Je reviens aux pensées enfantines. Ces idées étranges que j’ai fini par taire. On appelait ça de l’animisme, doublé d’idiotie. On disait aussi que j’avais un génie des nombres, tué net par l’école des années soixante, ses classes, ses cahiers. J’ai écrit quelque part qu’il suffit de croire pour devenir. La croyance comme moteur du travail. Rien de miraculeux. Une simple astuce. Mais une fois débusquée, impossible d’y croire encore. Alors surgit la question : d’où vient-elle, cette croyance ? On comprend qu’elle n’est pas de soi. Elle vient d’un héritage. Quelqu’un, jadis, a voulu commencer quelque chose qu’il n’a pas pu finir. En nous demeure sa plainte, son inachèvement. Le plus faible de la fratrie la transporte, rêve d’un accomplissement possible. L’idée de génie n’est qu’une scorie, une poussière sur cette plainte.

croyances fossiles, enfouies au plus profond de l’oubli

Fermer les yeux. Se boucher les oreilles. Plisser les lèvres. Automne dehors, automne dedans. Arbre et feuilles.

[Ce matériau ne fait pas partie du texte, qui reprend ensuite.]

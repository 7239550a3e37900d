//! Embedding-based semantic similarity.
//!
//! Both texts are embedded by the injected provider and compared with cosine
//! similarity. Provider and vector failures are logged and scored as `0.0`,
//! so a missing or broken encoder never fails an evaluation.

use thiserror::Error;
use tracing::warn;

use crate::providers::TextProcessor;

/// Errors raised while comparing two embeddings.
#[derive(Debug, Error, PartialEq, Eq)]
pub enum SimilarityError {
    /// One of the vectors has no components.
    #[error("embedding is empty")]
    Empty,
    /// The vectors have different lengths.
    #[error("embedding dimensions differ: {left} vs {right}")]
    DimensionMismatch { left: usize, right: usize },
    /// One of the vectors has zero or non-finite magnitude.
    #[error("embedding has zero or non-finite norm")]
    ZeroNorm,
}

/// Cosine similarity `a·b / (‖a‖·‖b‖)`, accumulated in `f64`.
///
/// # Errors
///
/// Returns [`SimilarityError`] when either vector is empty, the lengths
/// differ, or either norm is zero or non-finite.
///
/// # Examples
///
/// ```
/// use note_eval::semantic::cosine_similarity;
///
/// let s = cosine_similarity(&[1.0, 0.0], &[1.0, 1.0]).unwrap();
/// assert!((s - std::f64::consts::FRAC_1_SQRT_2).abs() < 1e-12);
/// ```
#[expect(clippy::float_arithmetic, reason = "dot product and norms")]
pub fn cosine_similarity(a: &[f32], b: &[f32]) -> Result<f64, SimilarityError> {
    if a.is_empty() || b.is_empty() {
        return Err(SimilarityError::Empty);
    }
    if a.len() != b.len() {
        return Err(SimilarityError::DimensionMismatch {
            left: a.len(),
            right: b.len(),
        });
    }
    let (dot, norm_a, norm_b) = a.iter().zip(b).fold(
        (0.0_f64, 0.0_f64, 0.0_f64),
        |(dot, na, nb), (&x, &y)| {
            let (x, y) = (f64::from(x), f64::from(y));
            (dot + x * y, na + x * x, nb + y * y)
        },
    );
    let denominator = norm_a.sqrt() * norm_b.sqrt();
    if !denominator.is_normal() {
        return Err(SimilarityError::ZeroNorm);
    }
    Ok(dot / denominator)
}

/// Scores semantic similarity through a borrowed embedding provider.
///
/// The provider is constructed once by the host and shared; the scorer never
/// creates or reloads it.
#[derive(Debug)]
pub struct SemanticScorer<'p, P: ?Sized> {
    provider: &'p P,
}

impl<'p, P> SemanticScorer<'p, P>
where
    P: TextProcessor<Output = Box<[f32]>> + ?Sized,
{
    #[must_use]
    pub fn new(provider: &'p P) -> Self {
        Self { provider }
    }

    /// Cosine similarity of the two texts clamped to `[0, 1]`, or `0.0` when
    /// an embedding cannot be obtained or compared.
    pub fn score(&self, generated: &str, reference: &str) -> f64 {
        match self.try_score(generated, reference) {
            Ok(similarity) => similarity.clamp(0.0, 1.0),
            Err(err) => {
                warn!(error = %err, "semantic similarity unavailable; scoring 0");
                0.0
            }
        }
    }

    fn try_score(&self, generated: &str, reference: &str) -> Result<f64, ScoreFailure<P::Error>> {
        let left = self.provider.process(generated).map_err(ScoreFailure::Provider)?;
        let right = self.provider.process(reference).map_err(ScoreFailure::Provider)?;
        cosine_similarity(&left, &right).map_err(ScoreFailure::Similarity)
    }
}

#[derive(Debug, Error)]
enum ScoreFailure<E: std::error::Error + 'static> {
    #[error("embedding provider failed: {0}")]
    Provider(#[source] E),
    #[error(transparent)]
    Similarity(SimilarityError),
}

racine lente, tronc droit, feuilles bruissantes

Comment sera la littérature au XXIIᵉ siècle. Quand j’étais enfant, dans une galerie avec ma mère, j’avais trouvé l’exposition incomplète. Pourquoi seulement l’œil et la cervelle ? Pourquoi pas le corps, l’odeur, le pas qui monte et descend ? Après l’autofiction et le nombril, après l’anthropocentrisme, peut-être viendra le temps où les pierres, l’eau, la végétation parleront enfin. Une langue commune. Un espéranto cosmique. Nous ne mangerons plus rien. Les vieilles faims, les vieilles soifs auront disparu avec la solitude et la haine.

compression. mémoire froide. millénaires comptés. silence plus lourd que vos livres.
écoulement. fragments de lumière. j’absorbe les voix, je les roule, je les rends sans hiérarchie.
racine. sève. expansion lente. je parle depuis vos os et vous n’entendez pas.

illustration : Ansel Adams, Paysage de l’Ouest américain
Si on fait CRTL+F5 peut-être d’autres formes d’autres textures dans le texte ...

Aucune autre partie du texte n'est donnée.